:: Data ::

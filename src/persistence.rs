// 💾 Persistence Gateways - durable key/value storage for the quote list
//
// The store writes its entire list after every mutation and reads it back
// once at startup. Missing or corrupt data loads as "nothing persisted".
//
// Three gateways:
// - MemoryGateway: shared in-process slot (tests, ephemeral runs)
// - JsonFileGateway: one pretty-printed JSON file
// - SqliteGateway: key/value table in a WAL-mode SQLite database

use chrono::Utc;
use log::{debug, warn};
use rusqlite::{params, Connection, OptionalExtension};
use std::fs;
use std::path::{Path, PathBuf};
use std::sync::{Arc, Mutex};

use crate::errors::PersistenceError;
use crate::quote::Quote;

/// Storage key for the quote list
pub const QUOTES_KEY: &str = "quotes";

/// Storage key for the last quote shown to the user
pub const LAST_VIEWED_KEY: &str = "last_quote";

// ============================================================================
// GATEWAY CONTRACT
// ============================================================================

pub trait PersistenceGateway: Send {
    /// Previously saved quotes, or `None` when absent or unreadable.
    fn load(&self) -> Option<Vec<Quote>>;

    /// Replace the saved list with `quotes`.
    fn save(&mut self, quotes: &[Quote]) -> Result<(), PersistenceError>;

    fn load_last_viewed(&self) -> Option<Quote> {
        None
    }

    fn save_last_viewed(&mut self, _quote: &Quote) -> Result<(), PersistenceError> {
        Ok(())
    }
}

// ============================================================================
// MEMORY GATEWAY
// ============================================================================

#[derive(Debug, Default)]
struct MemorySlots {
    quotes: Option<String>,
    last_viewed: Option<String>,
    save_count: usize,
    fail_saves: bool,
}

/// In-process gateway. Clones share the same slots, so a test can keep one
/// handle while the store owns another.
#[derive(Debug, Clone, Default)]
pub struct MemoryGateway {
    slots: Arc<Mutex<MemorySlots>>,
}

impl MemoryGateway {
    pub fn new() -> Self {
        Self::default()
    }

    /// Gateway pre-loaded with a raw payload, as if written by an earlier run.
    pub fn with_raw(payload: impl Into<String>) -> Self {
        let gateway = Self::new();
        gateway.slots().quotes = Some(payload.into());
        gateway
    }

    pub fn with_quotes(quotes: &[Quote]) -> Self {
        let payload = serde_json::to_string(quotes).unwrap_or_default();
        Self::with_raw(payload)
    }

    /// Make every subsequent save fail with an I/O error.
    pub fn fail_saves(&self, fail: bool) {
        self.slots().fail_saves = fail;
    }

    pub fn save_count(&self) -> usize {
        self.slots().save_count
    }

    pub fn raw(&self) -> Option<String> {
        self.slots().quotes.clone()
    }

    fn slots(&self) -> std::sync::MutexGuard<'_, MemorySlots> {
        self.slots.lock().unwrap_or_else(|poisoned| poisoned.into_inner())
    }
}

impl PersistenceGateway for MemoryGateway {
    fn load(&self) -> Option<Vec<Quote>> {
        decode_quotes(self.slots().quotes.as_deref()?)
    }

    fn save(&mut self, quotes: &[Quote]) -> Result<(), PersistenceError> {
        let mut slots = self.slots();
        if slots.fail_saves {
            return Err(PersistenceError::Io(std::io::Error::new(
                std::io::ErrorKind::Other,
                "memory gateway configured to fail",
            )));
        }
        slots.quotes = Some(serde_json::to_string(quotes)?);
        slots.save_count += 1;
        Ok(())
    }

    fn load_last_viewed(&self) -> Option<Quote> {
        let raw = self.slots().last_viewed.clone()?;
        serde_json::from_str(&raw).ok()
    }

    fn save_last_viewed(&mut self, quote: &Quote) -> Result<(), PersistenceError> {
        self.slots().last_viewed = Some(serde_json::to_string(quote)?);
        Ok(())
    }
}

// ============================================================================
// JSON FILE GATEWAY
// ============================================================================

/// Stores the list in one JSON file; the last viewed quote sits next to it
/// in `last_quote.json`.
#[derive(Debug, Clone)]
pub struct JsonFileGateway {
    path: PathBuf,
}

impl JsonFileGateway {
    pub fn new(path: impl Into<PathBuf>) -> Self {
        Self { path: path.into() }
    }

    pub fn path(&self) -> &Path {
        &self.path
    }

    fn last_viewed_path(&self) -> PathBuf {
        self.path.with_file_name(format!("{}.json", LAST_VIEWED_KEY))
    }

    fn write(path: &Path, contents: &str) -> Result<(), PersistenceError> {
        if let Some(parent) = path.parent().filter(|p| !p.as_os_str().is_empty()) {
            fs::create_dir_all(parent)?;
        }
        fs::write(path, contents)?;
        Ok(())
    }
}

impl PersistenceGateway for JsonFileGateway {
    fn load(&self) -> Option<Vec<Quote>> {
        match fs::read_to_string(&self.path) {
            Ok(raw) => decode_quotes(&raw),
            Err(e) if e.kind() == std::io::ErrorKind::NotFound => None,
            Err(e) => {
                warn!("Failed to read {}: {}", self.path.display(), e);
                None
            }
        }
    }

    fn save(&mut self, quotes: &[Quote]) -> Result<(), PersistenceError> {
        let payload = serde_json::to_string_pretty(quotes)?;
        Self::write(&self.path, &payload)
    }

    fn load_last_viewed(&self) -> Option<Quote> {
        let raw = fs::read_to_string(self.last_viewed_path()).ok()?;
        serde_json::from_str(&raw).ok()
    }

    fn save_last_viewed(&mut self, quote: &Quote) -> Result<(), PersistenceError> {
        let payload = serde_json::to_string(quote)?;
        Self::write(&self.last_viewed_path(), &payload)
    }
}

// ============================================================================
// SQLITE GATEWAY
// ============================================================================

pub struct SqliteGateway {
    conn: Connection,
}

impl SqliteGateway {
    pub fn open(path: impl AsRef<Path>) -> Result<Self, PersistenceError> {
        let conn = Connection::open(path)?;
        Self::from_connection(conn)
    }

    pub fn open_in_memory() -> Result<Self, PersistenceError> {
        Self::from_connection(Connection::open_in_memory()?)
    }

    pub fn from_connection(conn: Connection) -> Result<Self, PersistenceError> {
        setup_database(&conn)?;
        Ok(Self { conn })
    }

    /// Raw value stored under `key`.
    pub fn get(&self, key: &str) -> Result<Option<String>, PersistenceError> {
        let value = self
            .conn
            .query_row(
                "SELECT value FROM kv_store WHERE key = ?1",
                params![key],
                |row| row.get::<_, String>(0),
            )
            .optional()?;
        Ok(value)
    }

    pub fn put(&self, key: &str, value: &str) -> Result<(), PersistenceError> {
        self.conn.execute(
            "INSERT INTO kv_store (key, value, updated_at) VALUES (?1, ?2, ?3)
             ON CONFLICT(key) DO UPDATE SET value = excluded.value, updated_at = excluded.updated_at",
            params![key, value, Utc::now().to_rfc3339()],
        )?;
        Ok(())
    }
}

pub fn setup_database(conn: &Connection) -> Result<(), PersistenceError> {
    // WAL for crash recovery; in-memory databases report "memory" instead
    let mode: String =
        conn.pragma_update_and_check(None, "journal_mode", "WAL", |row| row.get(0))?;
    debug!("SQLite journal mode: {}", mode);

    conn.execute(
        "CREATE TABLE IF NOT EXISTS kv_store (
            key TEXT PRIMARY KEY,
            value TEXT NOT NULL,
            updated_at TEXT NOT NULL
        )",
        [],
    )?;

    Ok(())
}

impl PersistenceGateway for SqliteGateway {
    fn load(&self) -> Option<Vec<Quote>> {
        match self.get(QUOTES_KEY) {
            Ok(raw) => decode_quotes(&raw?),
            Err(e) => {
                warn!("Failed to read persisted quotes: {}", e);
                None
            }
        }
    }

    fn save(&mut self, quotes: &[Quote]) -> Result<(), PersistenceError> {
        let payload = serde_json::to_string(quotes)?;
        self.put(QUOTES_KEY, &payload)
    }

    fn load_last_viewed(&self) -> Option<Quote> {
        let raw = self.get(LAST_VIEWED_KEY).ok()??;
        serde_json::from_str(&raw).ok()
    }

    fn save_last_viewed(&mut self, quote: &Quote) -> Result<(), PersistenceError> {
        let payload = serde_json::to_string(quote)?;
        self.put(LAST_VIEWED_KEY, &payload)
    }
}

fn decode_quotes(raw: &str) -> Option<Vec<Quote>> {
    match serde_json::from_str::<Vec<Quote>>(raw) {
        Ok(quotes) => Some(quotes),
        Err(e) => {
            warn!("Ignoring corrupt persisted quotes: {}", e);
            None
        }
    }
}

// ============================================================================
// TESTS
// ============================================================================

:::

_Your objective_.
Would you copy, unchanged, the stretch of the records above that begins at the line containing "pretty-printed JSON file" and ends at the line containing "absent or unreadable.", and only that?

_Response to the exercise_.
// - JsonFileGateway: one pretty-printed JSON file
// - SqliteGateway: key/value table in a WAL-mode SQLite database

use chrono::Utc;
use log::{debug, warn};
use rusqlite::{params, Connection, OptionalExtension};
use std::fs;
use std::path::{Path, PathBuf};
use std::sync::{Arc, Mutex};

use crate::errors::PersistenceError;
use crate::quote::Quote;

/// Storage key for the quote list
pub const QUOTES_KEY: &str = "quotes";

/// Storage key for the last quote shown to the user
pub const LAST_VIEWED_KEY: &str = "last_quote";

// ============================================================================
// GATEWAY CONTRACT
// ============================================================================

pub trait PersistenceGateway: Send {
    /// Previously saved quotes, or `None` when absent or unreadable.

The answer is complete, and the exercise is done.